Adrienne Truscott’s Asking for It: A One-Lady Rape About Comedy Starring Her Pussy and Little Else

By Lisa Clark

You’ve might have heard about this award winning show; that it is controversial, provocative, brave, powerfully political and, yes, Adrienne does spend a lot of the show naked from the waist down, but you might not have heard that it is also warm, welcoming, silly and adorable. Adrienne’s southern disarming charm reminded me of Dolly Parton and she makes you feel at home from the get-go.

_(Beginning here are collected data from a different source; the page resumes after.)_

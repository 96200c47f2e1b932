use axum::extract::ws::{CloseFrame, Message, WebSocket};
use futures_util::{SinkExt, StreamExt};
use std::time::Duration;
use tokio::sync::mpsc;
use tokio::time::{interval, timeout};
use uuid::Uuid;

use crate::live::coordinator;
use crate::state::AppState;
use crate::ws::broadcast::send_to_conn;
use crate::ws::protocol::{self, ServerEvent};

/// Ping interval: server sends WebSocket ping every 30 seconds.
/// Prevents connection leaks from abrupt disconnects.
const PING_INTERVAL: Duration = Duration::from_secs(30);

/// Pong timeout: if pong not received within 10 seconds after ping, close.
const PONG_TIMEOUT: Duration = Duration::from_secs(10);

/// Run the actor-per-connection pattern for an authenticated WebSocket.
///
/// Splits the WebSocket into reader and writer halves:
/// - Writer task: owns the sink, forwards messages from an mpsc channel
/// - Reader task: processes incoming messages, dispatches to protocol handlers
///
/// The mpsc channel allows any part of the system to send messages to this
/// client by cloning the sender. Each connection is assigned an opaque UUID:
/// the addressing key for presence tracking and signaling relay.
pub async fn run_connection(socket: WebSocket, state: AppState, user_id: String) {
    let (ws_sender, mut ws_receiver) = socket.split();
    let (tx, rx) = mpsc::unbounded_channel::<Message>();

    let conn_id = Uuid::new_v4().to_string();

    // Register this connection in the connection registry
    state.connections.insert(conn_id.clone(), tx.clone());

    // Tell the client its connection id — the broadcaster addresses viewers
    // by the ids the server hands out.
    send_to_conn(
        &state.connections,
        &conn_id,
        &ServerEvent::Connected {
            conn_id: conn_id.clone(),
        },
    );

    tracing::info!(
        user_id = %user_id,
        conn_id = %conn_id,
        "WebSocket actor started"
    );

    // Spawn writer task: forwards mpsc messages to WebSocket sink
    let writer_handle = tokio::spawn(writer_task(ws_sender, rx));

    // Track pong reception
    let (pong_tx, mut pong_rx) = mpsc::unbounded_channel::<()>();

    // Spawn ping task: sends periodic pings and monitors pong responses
    let ping_tx = tx.clone();
    let ping_conn_id = conn_id.clone();
    let ping_handle = tokio::spawn(async move {
        let mut ping_timer = interval(PING_INTERVAL);
        // Skip the first immediate tick
        ping_timer.tick().await;

        loop {
            ping_timer.tick().await;

            // Send ping
            if ping_tx.send(Message::Ping(vec![1, 2, 3, 4].into())).is_err() {
                // Writer task has died — connection is gone
                break;
            }

            // Wait for pong within timeout
            match timeout(PONG_TIMEOUT, pong_rx.recv()).await {
                Ok(Some(())) => {
                    // Pong received, continue
                }
                _ => {
                    // Pong timeout or channel closed — close connection
                    tracing::warn!(conn_id = %ping_conn_id, "Pong timeout, closing connection");
                    let _ = ping_tx.send(Message::Close(Some(CloseFrame {
                        code: 1001,
                        reason: "Pong timeout".into(),
                    })));
                    break;
                }
            }
        }
    });

    // Reader loop: process incoming WebSocket messages
    loop {
        match ws_receiver.next().await {
            Some(Ok(msg)) => match msg {
                Message::Text(text) => {
                    protocol::handle_text_message(&text, &state, &conn_id);
                }
                Message::Binary(_) => {
                    tracing::debug!(
                        conn_id = %conn_id,
                        "Received binary message (expected JSON text)"
                    );
                }
                Message::Pong(_) => {
                    // Pong received — notify the ping task
                    let _ = pong_tx.send(());
                }
                Message::Ping(data) => {
                    // Respond to client pings with pong
                    let _ = tx.send(Message::Pong(data));
                }
                Message::Close(frame) => {
                    tracing::info!(
                        conn_id = %conn_id,
                        reason = ?frame,
                        "Client initiated close"
                    );
                    break;
                }
            },
            Some(Err(e)) => {
                tracing::warn!(
                    conn_id = %conn_id,
                    error = %e,
                    "WebSocket receive error"
                );
                break;
            }
            None => {
                // Stream ended — client disconnected
                tracing::info!(conn_id = %conn_id, "WebSocket stream ended");
                break;
            }
        }
    }

    // Cleanup: abort writer and ping tasks
    writer_handle.abort();
    ping_handle.abort();

    // Live session cleanup must run before the connection is deregistered:
    // the broadcaster-disconnect path broadcasts live_ended to room members.
    coordinator::handle_disconnect(&state, &conn_id);

    // Remove this connection from conv rooms and the registry
    crate::ws::leave_all_rooms(&state.rooms, &conn_id);
    state.connections.remove(&conn_id);

    tracing::info!(
        user_id = %user_id,
        conn_id = %conn_id,
        "WebSocket actor stopped"
    );
}

/// Writer task: receives messages from mpsc channel and forwards them to the WebSocket sink.
async fn writer_task(
    mut ws_sender: futures_util::stream::SplitSink<WebSocket, Message>,
    mut rx: mpsc::UnboundedReceiver<Message>,
) {
    while let Some(msg) = rx.recv().await {
        if ws_sender.send(msg).await.is_err() {
            // WebSocket send failed — connection is broken
            break;
        }
    }
}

Adrienne is better known as one half of burlesque cabaret act The Wau Wau sisters who have been touring Australia with their show about finding themselves in mortal danger in Queensland but are sadly not doing that show for the Melbourne International comedy Festival. It is not surprising that there is a cabaret / burlesque aspect to this show; some clever strip tease, music videos being projected onto her naked torso and the odd bit of slapstick, but all have a deeper political context about peeling off layers, revealing agendas and laying bare the blind, appalling ridiculousness of misogyny.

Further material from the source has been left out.